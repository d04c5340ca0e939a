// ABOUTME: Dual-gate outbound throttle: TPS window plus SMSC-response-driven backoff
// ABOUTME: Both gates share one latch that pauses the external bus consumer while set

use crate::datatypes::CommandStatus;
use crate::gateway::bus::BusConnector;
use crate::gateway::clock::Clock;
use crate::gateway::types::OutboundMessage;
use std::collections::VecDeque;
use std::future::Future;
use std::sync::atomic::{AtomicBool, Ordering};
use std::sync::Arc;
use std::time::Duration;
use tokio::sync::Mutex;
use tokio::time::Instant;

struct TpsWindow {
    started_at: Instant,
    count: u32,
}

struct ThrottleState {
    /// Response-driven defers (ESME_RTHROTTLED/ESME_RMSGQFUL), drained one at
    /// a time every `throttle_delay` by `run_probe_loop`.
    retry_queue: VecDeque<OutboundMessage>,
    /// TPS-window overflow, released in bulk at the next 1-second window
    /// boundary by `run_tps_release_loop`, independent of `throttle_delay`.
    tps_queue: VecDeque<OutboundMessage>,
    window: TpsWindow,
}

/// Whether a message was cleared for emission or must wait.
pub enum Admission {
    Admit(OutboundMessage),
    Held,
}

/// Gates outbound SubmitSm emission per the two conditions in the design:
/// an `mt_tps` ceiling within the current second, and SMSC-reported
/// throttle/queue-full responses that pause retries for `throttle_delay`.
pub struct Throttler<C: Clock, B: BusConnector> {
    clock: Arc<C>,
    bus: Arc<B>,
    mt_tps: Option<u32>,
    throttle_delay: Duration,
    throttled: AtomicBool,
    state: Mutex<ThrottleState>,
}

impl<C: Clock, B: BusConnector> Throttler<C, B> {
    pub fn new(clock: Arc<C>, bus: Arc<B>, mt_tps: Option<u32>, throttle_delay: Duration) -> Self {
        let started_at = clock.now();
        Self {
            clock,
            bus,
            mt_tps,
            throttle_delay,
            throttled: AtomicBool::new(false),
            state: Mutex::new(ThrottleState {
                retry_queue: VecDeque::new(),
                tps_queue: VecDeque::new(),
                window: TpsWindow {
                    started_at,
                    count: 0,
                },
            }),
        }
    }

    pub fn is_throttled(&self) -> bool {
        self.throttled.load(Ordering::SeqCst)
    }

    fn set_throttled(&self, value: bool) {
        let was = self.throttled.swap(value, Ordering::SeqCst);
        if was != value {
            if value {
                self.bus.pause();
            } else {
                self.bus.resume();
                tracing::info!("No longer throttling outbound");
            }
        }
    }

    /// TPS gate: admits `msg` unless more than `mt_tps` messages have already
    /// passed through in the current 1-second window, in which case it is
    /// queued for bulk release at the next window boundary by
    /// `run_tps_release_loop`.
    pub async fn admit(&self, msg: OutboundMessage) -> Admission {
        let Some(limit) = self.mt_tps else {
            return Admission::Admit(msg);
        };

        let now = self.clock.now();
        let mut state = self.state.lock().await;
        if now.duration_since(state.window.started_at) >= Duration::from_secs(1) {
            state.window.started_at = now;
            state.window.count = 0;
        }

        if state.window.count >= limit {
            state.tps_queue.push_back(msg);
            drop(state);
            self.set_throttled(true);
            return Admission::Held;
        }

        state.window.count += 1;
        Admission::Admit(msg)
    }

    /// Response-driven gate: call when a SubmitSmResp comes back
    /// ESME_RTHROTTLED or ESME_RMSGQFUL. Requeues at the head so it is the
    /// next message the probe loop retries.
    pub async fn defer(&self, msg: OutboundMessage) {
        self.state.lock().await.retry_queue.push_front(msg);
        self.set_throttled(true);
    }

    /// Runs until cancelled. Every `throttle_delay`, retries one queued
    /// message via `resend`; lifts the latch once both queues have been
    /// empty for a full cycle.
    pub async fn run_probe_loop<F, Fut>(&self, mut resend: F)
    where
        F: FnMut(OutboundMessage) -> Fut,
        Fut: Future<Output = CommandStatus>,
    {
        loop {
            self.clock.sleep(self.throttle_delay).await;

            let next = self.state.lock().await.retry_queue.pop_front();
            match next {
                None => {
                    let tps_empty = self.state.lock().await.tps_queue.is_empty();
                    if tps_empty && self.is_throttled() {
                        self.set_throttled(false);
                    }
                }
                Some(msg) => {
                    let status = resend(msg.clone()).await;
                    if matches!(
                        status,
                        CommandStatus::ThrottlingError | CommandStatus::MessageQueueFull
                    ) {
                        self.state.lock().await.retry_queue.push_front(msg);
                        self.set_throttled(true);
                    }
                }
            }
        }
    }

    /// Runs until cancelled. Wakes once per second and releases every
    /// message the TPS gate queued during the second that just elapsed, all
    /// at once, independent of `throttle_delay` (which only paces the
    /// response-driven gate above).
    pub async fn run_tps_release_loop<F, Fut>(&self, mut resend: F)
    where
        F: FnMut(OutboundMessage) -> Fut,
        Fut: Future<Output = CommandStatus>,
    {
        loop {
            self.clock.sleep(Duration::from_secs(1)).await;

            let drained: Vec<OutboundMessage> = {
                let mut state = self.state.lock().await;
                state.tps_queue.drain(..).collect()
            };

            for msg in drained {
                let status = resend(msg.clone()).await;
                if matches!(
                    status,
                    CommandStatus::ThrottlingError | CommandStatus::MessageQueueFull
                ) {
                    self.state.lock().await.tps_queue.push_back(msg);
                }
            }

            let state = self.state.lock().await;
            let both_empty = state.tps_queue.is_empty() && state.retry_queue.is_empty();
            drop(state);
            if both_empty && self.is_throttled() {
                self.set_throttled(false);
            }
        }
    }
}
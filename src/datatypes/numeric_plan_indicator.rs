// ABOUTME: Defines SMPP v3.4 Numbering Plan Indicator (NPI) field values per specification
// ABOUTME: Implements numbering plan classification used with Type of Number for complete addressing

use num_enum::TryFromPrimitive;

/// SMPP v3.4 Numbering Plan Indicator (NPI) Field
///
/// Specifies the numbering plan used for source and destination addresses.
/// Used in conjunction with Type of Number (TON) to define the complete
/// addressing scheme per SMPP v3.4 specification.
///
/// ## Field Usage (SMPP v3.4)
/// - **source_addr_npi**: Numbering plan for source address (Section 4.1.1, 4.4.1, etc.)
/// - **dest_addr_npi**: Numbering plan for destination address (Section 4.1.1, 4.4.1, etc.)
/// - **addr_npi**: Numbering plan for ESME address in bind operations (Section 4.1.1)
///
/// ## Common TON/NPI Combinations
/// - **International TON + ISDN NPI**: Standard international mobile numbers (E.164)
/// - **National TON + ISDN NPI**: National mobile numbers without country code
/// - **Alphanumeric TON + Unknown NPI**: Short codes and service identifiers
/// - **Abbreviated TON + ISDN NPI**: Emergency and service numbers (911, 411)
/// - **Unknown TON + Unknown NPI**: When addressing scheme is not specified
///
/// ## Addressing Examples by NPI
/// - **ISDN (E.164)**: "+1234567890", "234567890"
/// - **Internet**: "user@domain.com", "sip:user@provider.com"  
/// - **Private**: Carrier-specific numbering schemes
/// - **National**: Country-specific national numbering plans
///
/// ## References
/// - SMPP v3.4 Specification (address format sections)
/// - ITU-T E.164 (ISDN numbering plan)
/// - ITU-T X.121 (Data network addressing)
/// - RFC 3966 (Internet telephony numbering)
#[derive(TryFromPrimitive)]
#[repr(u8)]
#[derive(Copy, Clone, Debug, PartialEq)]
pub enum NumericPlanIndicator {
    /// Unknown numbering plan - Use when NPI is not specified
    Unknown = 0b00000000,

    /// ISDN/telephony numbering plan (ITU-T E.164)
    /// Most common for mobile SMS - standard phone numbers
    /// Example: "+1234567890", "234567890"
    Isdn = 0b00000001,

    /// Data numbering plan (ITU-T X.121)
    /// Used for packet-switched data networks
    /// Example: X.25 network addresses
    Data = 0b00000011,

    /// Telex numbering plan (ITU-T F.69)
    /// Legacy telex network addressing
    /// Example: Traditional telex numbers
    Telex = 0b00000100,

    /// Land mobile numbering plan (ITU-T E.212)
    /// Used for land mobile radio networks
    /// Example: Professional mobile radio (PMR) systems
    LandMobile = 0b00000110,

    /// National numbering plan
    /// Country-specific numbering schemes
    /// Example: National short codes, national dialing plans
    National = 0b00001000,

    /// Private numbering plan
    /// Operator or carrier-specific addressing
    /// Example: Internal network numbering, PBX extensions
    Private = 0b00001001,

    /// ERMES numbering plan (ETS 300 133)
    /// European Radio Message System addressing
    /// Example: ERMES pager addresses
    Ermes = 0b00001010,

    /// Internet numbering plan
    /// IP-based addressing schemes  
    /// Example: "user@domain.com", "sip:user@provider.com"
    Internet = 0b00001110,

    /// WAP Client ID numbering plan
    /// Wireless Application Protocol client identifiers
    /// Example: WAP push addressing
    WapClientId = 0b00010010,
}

════════

> **Task requirements**
Write out the lines of the entries, word for word, from the first through the one containing "second, and SMSC-reported", and stop at that line.

> **Written solution**
repository d04c5340ca0e939a
// ABOUTME: Dual-gate outbound throttle: TPS window plus SMSC-response-driven backoff
// ABOUTME: Both gates share one latch that pauses the external bus consumer while set

use crate::datatypes::CommandStatus;
use crate::gateway::bus::BusConnector;
use crate::gateway::clock::Clock;
use crate::gateway::types::OutboundMessage;
use std::collections::VecDeque;
use std::future::Future;
use std::sync::atomic::{AtomicBool, Ordering};
use std::sync::Arc;
use std::time::Duration;
use tokio::sync::Mutex;
use tokio::time::Instant;

struct TpsWindow {
    started_at: Instant,
    count: u32,
}

struct ThrottleState {
    /// Response-driven defers (ESME_RTHROTTLED/ESME_RMSGQFUL), drained one at
    /// a time every `throttle_delay` by `run_probe_loop`.
    retry_queue: VecDeque<OutboundMessage>,
    /// TPS-window overflow, released in bulk at the next 1-second window
    /// boundary by `run_tps_release_loop`, independent of `throttle_delay`.
    tps_queue: VecDeque<OutboundMessage>,
    window: TpsWindow,
}

/// Whether a message was cleared for emission or must wait.
pub enum Admission {
    Admit(OutboundMessage),
    Held,
}

/// Gates outbound SubmitSm emission per the two conditions in the design:
/// an `mt_tps` ceiling within the current second, and SMSC-reported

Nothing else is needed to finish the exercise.